Archivio per marzo, 2013

Du-reformen?

Mi piacerebbe tanto una du-reformen anche qui in Italia, ma qui sono tutti troppo attaccati al titolo di dottore anche se hanno finito a stento la quinta elementare…

Downshifting?

Credo che si dica così.
Oggi ho avuto un non-colloquio con un commerciale che tratta il materiale umano, vende le ore produttive delle persone in appalto di subappalti,…
Non ci sto più, per lavorare a Milano se ne vanno 3 ore (e più) in spostamenti, un’altra ora se ne va nella pausa pranzo. 4 ore su 10 sono improduttive (anzi costose). Il 40% del mio tempo dedicato al lavoro è tempo buttato in scatole (macchina, treno e metro) generalmente insardinata (termine che indica il sovraffollamento della strada, piuttosto di quello del mezzo pubblico).
E allora?
Allora voglio lavorare vicino a casa, voglio lavorare divertendomi, imparando ed emozionandomi.
Ho un progetto che si è fatto strada nei quattro mesi di incubo, quando cercavo di fare con le bimbe qualcosa che ci permettesse di avere serenità.
Voglio aprire un laboratorio, un atelier, dove imparare l’arte, la fotografia, la grafica e la computer graphic con i bambini. Facendo corsi, aprendo il laboratorio alle idee, mettendoci attrezzature e esperienza,…
Magari anche insieme alle mamme perchè non si sentano in difficoltà nei confronti delle nuove tecnologie e perchè non debbano sentirsi lontano dal mondo dei figli.
Voi mandereste i vostri figli nel mio laboratorio?

Lavoro e famiglia

E ora mi si apre una nuova opportunità. I problemi, in fondo, sono possibilità di cambiamento.
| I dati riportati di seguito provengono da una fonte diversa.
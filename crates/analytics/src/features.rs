//! 64-dimension behavioral feature vectors.
//!
//! Segment layout: temporal 0-7, command 8-23, authentication 24-31,
//! network 32-39, file 40-47, geographic 48-55, password intelligence
//! 56-63. Every value is finite and in [0,1]; out-of-range intermediate
//! values are clamped and counted, never propagated.

use std::collections::{BTreeMap, BTreeSet, HashMap, HashSet};

use crate::information::{
    clamp01, haversine_km, log1p_norm, normalized_char_entropy, normalized_count_entropy, ratio,
};
use crate::types::{QualityCounters, SessionRecord, TransferDirection};

pub const FEATURE_COUNT: usize = 64;

pub(crate) const SEG_TEMPORAL: usize = 0;
pub(crate) const SEG_COMMAND: usize = 8;
pub(crate) const SEG_AUTH: usize = 24;
pub(crate) const SEG_NETWORK: usize = 32;
pub(crate) const SEG_FILE: usize = 40;
pub(crate) const SEG_GEO: usize = 48;
pub(crate) const SEG_PASSWORD: usize = 56;

/// Fixed normalization maxima. Counts above these clamp to 1.0.
const SESSION_DURATION_MAX_SECS: f64 = 86_400.0;
const COMMAND_COUNT_MAX: f64 = 10_000.0;
const COMMAND_LEN_AVG_MAX: f64 = 1_024.0;
const COMMAND_LEN_MAX: f64 = 8_192.0;
const COMMAND_RATE_MAX_PER_MIN: f64 = 600.0;
const AUTH_ATTEMPTS_MAX: f64 = 1_000.0;
const PASSWORD_LEN_MAX: f64 = 64.0;
const DISTINCT_PORTS_MAX: f64 = 100.0;
const BYTES_MAX: f64 = 1e9;
const FILE_TRANSFERS_MAX: f64 = 100.0;
const GEO_SPREAD_MAX_KM: f64 = 20_000.0;
const BREACHED_PASSWORDS_MAX: f64 = 1_000.0;

/// Feature names, index-aligned with the vector.
pub const FEATURE_NAMES: [&str; FEATURE_COUNT] = [
    // temporal
    "session_duration",
    "start_hour_of_day",
    "start_day_of_week",
    "commands_per_minute",
    "auth_attempts_per_minute",
    "night_activity",
    "weekend_activity",
    "hit_and_run",
    // command
    "command_count",
    "distinct_command_ratio",
    "avg_command_length",
    "max_command_length",
    "command_diversity",
    "dangerous_command_ratio",
    "download_command_ratio",
    "recon_command_ratio",
    "persistence_command_ratio",
    "privilege_command_ratio",
    "mean_command_entropy",
    "max_command_entropy",
    "command_chaining_ratio",
    "redirection_ratio",
    "encoded_blob_ratio",
    "first_token_diversity",
    // authentication
    "auth_attempt_count",
    "auth_success_ratio",
    "username_diversity",
    "password_diversity",
    "identical_credential_ratio",
    "privileged_account_ratio",
    "mean_password_length",
    "failed_then_success",
    // network
    "distinct_port_count",
    "well_known_port_ratio",
    "bytes_in",
    "bytes_out",
    "upload_imbalance",
    "remote_shell_port",
    "high_port_activity",
    "port_diversity",
    // file
    "file_transfer_count",
    "download_count",
    "upload_count",
    "transfer_bytes",
    "malware_detection_ratio",
    "executable_file_ratio",
    "archive_file_ratio",
    "filename_entropy",
    // geographic
    "country_known",
    "cloud_provider",
    "vpn_exit",
    "tor_exit",
    "coordinates_known",
    "geographic_spread",
    "country_diversity",
    "asn_diversity",
    // password intelligence
    "breach_ratio",
    "breached_password_count",
    "distinct_password_ratio",
    "weak_password_ratio",
    "cross_source_password_reuse",
    "numeric_password_ratio",
    "dictionary_password_ratio",
    "mean_password_entropy",
];

/// Indices holding binary "any" flags; aggregation OR-reduces these.
const FLAG_INDICES: [usize; 11] = [5, 6, 7, 31, 37, 38, 48, 49, 50, 51, 52];

const DANGEROUS_KEYWORDS: [&str; 10] = [
    "rm -rf", "chmod", "dd if", "mkfs", "base64 -d", "nohup", "pkill", "iptables", "insmod",
    "history -c",
];
const DOWNLOAD_KEYWORDS: [&str; 5] = ["wget", "curl", "tftp", "ftpget", "scp"];
const RECON_KEYWORDS: [&str; 8] = [
    "uname", "whoami", "id", "ps ", "netstat", "ifconfig", "cat /proc", "lscpu",
];
const PERSISTENCE_KEYWORDS: [&str; 6] = [
    "crontab", "systemctl", "rc.local", "authorized_keys", "init.d", ".bashrc",
];
const PRIVILEGE_KEYWORDS: [&str; 4] = ["sudo", "su ", "passwd", "usermod"];
const PRIVILEGED_ACCOUNTS: [&str; 5] = ["root", "admin", "administrator", "oracle", "postgres"];

/// In-memory only: vectors never outlive a run, and evidence payloads
/// carry derived scores rather than raw features.
#[derive(Debug, Clone)]
pub struct BehavioralFeatureVector {
    pub values: [f64; FEATURE_COUNT],
    /// Extraction quality: clamped malformed values and structurally
    /// unavailable enrichment signals. A 0.0 backed by an unavailable
    /// signal means "unknown", not "benign".
    pub quality: QualityCounters,
}

impl BehavioralFeatureVector {
    pub fn zeroed() -> Self {
        Self {
            values: [0.0; FEATURE_COUNT],
            quality: QualityCounters::default(),
        }
    }
}

/// Extract the behavioral vector for one session. Never fails: missing
/// signals become documented neutral values plus a quality flag.
pub fn extract(session: &SessionRecord) -> BehavioralFeatureVector {
    let mut out = BehavioralFeatureVector::zeroed();

    temporal_features(session, &mut out.values[SEG_TEMPORAL..SEG_COMMAND]);
    command_features(session, &mut out.values[SEG_COMMAND..SEG_AUTH]);
    auth_features(session, &mut out.values[SEG_AUTH..SEG_NETWORK]);
    network_features(session, &mut out.values[SEG_NETWORK..SEG_FILE]);
    file_features(session, &mut out.values[SEG_FILE..SEG_GEO], &mut out.quality);
    geographic_features(session, &mut out.values[SEG_GEO..SEG_PASSWORD], &mut out.quality);
    password_features(session, &mut out.values[SEG_PASSWORD..], &mut out.quality);

    sanitize(&mut out);
    out
}

/// One entity (typically a source IP) entering cluster-level
/// aggregation: its per-entity vector plus the raw sessions behind it.
#[derive(Debug, Clone)]
pub struct EntityFeatures<'a> {
    pub entity_id: String,
    pub vector: BehavioralFeatureVector,
    pub sessions: Vec<&'a SessionRecord>,
}
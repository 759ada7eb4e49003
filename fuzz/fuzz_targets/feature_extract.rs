#![no_main]

use analytics::{
    extract, AuthAttempt, Enrichment, FileTransferEvent, SessionRecord, TransferDirection,
    FEATURE_COUNT,
};
use libfuzzer_sys::fuzz_target;

fn bounded_text(data: &[u8], offset: usize, len: usize) -> String {
    let start = offset.min(data.len());
    let end = (start + len).min(data.len());
    String::from_utf8_lossy(&data[start..end]).to_string()
}

fn read_i64(data: &[u8], offset: usize) -> i64 {
    let mut buf = [0u8; 8];
    for (i, slot) in buf.iter_mut().enumerate() {
        *slot = data.get(offset + i).copied().unwrap_or_default();
    }
    i64::from_le_bytes(buf)
}

fuzz_target!(|data: &[u8]| {
    let start = read_i64(data, 0);
    let end = read_i64(data, 8);

    let commands: Vec<String> = (0..data.get(16).copied().unwrap_or_default() % 8)
        .map(|i| bounded_text(data, 32 + i as usize * 24, 24))
        .collect();
    let auth_attempts: Vec<AuthAttempt> = (0..data.get(17).copied().unwrap_or_default() % 6)
        .map(|i| AuthAttempt {
            username: bounded_text(data, 224 + i as usize * 16, 8),
            password: bounded_text(data, 232 + i as usize * 16, 8),
            success: data.get(18 + i as usize).copied().unwrap_or_default() & 1 == 1,
        })
        .collect();
    let file_transfers: Vec<FileTransferEvent> = (0..data.get(24).copied().unwrap_or_default() % 4)
        .map(|i| FileTransferEvent {
            filename: bounded_text(data, 320 + i as usize * 16, 16),
            size_bytes: u64::from(data.get(25 + i as usize).copied().unwrap_or_default()) << 20,
            direction: if data.get(29 + i as usize).copied().unwrap_or_default() & 1 == 1 {
                TransferDirection::Upload
            } else {
                TransferDirection::Download
            },
            malware_detected: match data.get(30 + i as usize).copied().unwrap_or_default() % 3 {
                0 => None,
                1 => Some(false),
                _ => Some(true),
            },
        })
        .collect();

    let session = SessionRecord {
        session_id: bounded_text(data, 384, 16),
        source_ip: bounded_text(data, 400, 16),
        sensor_id: bounded_text(data, 416, 8),
        start_ts_unix: start,
        end_ts_unix: end,
        commands,
        raw_commands: Vec::new(),
        auth_attempts,
        dst_ports: data
            .get(424..440)
            .unwrap_or_default()
            .chunks_exact(2)
            .map(|c| u16::from_le_bytes([c[0], c[1]]))
            .collect(),
        bytes_in: u64::from(data.get(440).copied().unwrap_or_default()) << 24,
        bytes_out: u64::from(data.get(441).copied().unwrap_or_default()) << 24,
        file_transfers,
        enrichment: Enrichment {
            country: data.get(442).map(|b| format!("C{}", b % 32)),
            asn: data.get(443).map(|&b| u32::from(b)),
            latitude: data.get(444).map(|&b| f64::from(b) - 128.0),
            longitude: data.get(445).map(|&b| f64::from(b) * 2.0 - 256.0),
            is_cloud_provider: data.get(446).map(|b| b & 1 == 1),
            is_vpn: data.get(447).map(|b| b & 1 == 1),
            is_tor_exit: data.get(448).map(|b| b & 1 == 1),
            breached_passwords: data.get(449).map(|&b| u64::from(b)),
        },
    };

    let vector = extract(&session);
    assert_eq!(vector.values.len(), FEATURE_COUNT);
    for value in vector.values {
        assert!(value.is_finite() && (0.0..=1.0).contains(&value));
    }
});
Al lavoro mi hanno fatto notare che, per me, la famiglia viene prima del lavoro e questo, per loro, non è più tollerabile (nell’ultimo periodo mi sono avvalsa della possibilità di utilizzare i miei permessi studio per arrivare a casa prima e andare a prendere le bimbe all’uscita da scuola, senza che si fermassero al post scuola, ciò ha portato una maggiore serenità per tutti in vista dei colloqui e non solo).

Non ho niente da dire a mia discolpa, anche perchè non ritengo sia una colpa usufruire di permessi in determinati casi della vita, ma come mi hanno detto i problemi non li ho solo io…

In poche parole non sono più gradita, me ne devo andare e bisogna trovare un accordo perchè me ne vada al più presto.

I miei simpatici vicini hanno fatto strike…

Ma sono ottimista, voglio esserlo, si supererà anche questa, magari trovo qualcosa di meglio, anche perchè di peggio è quasi impossibile.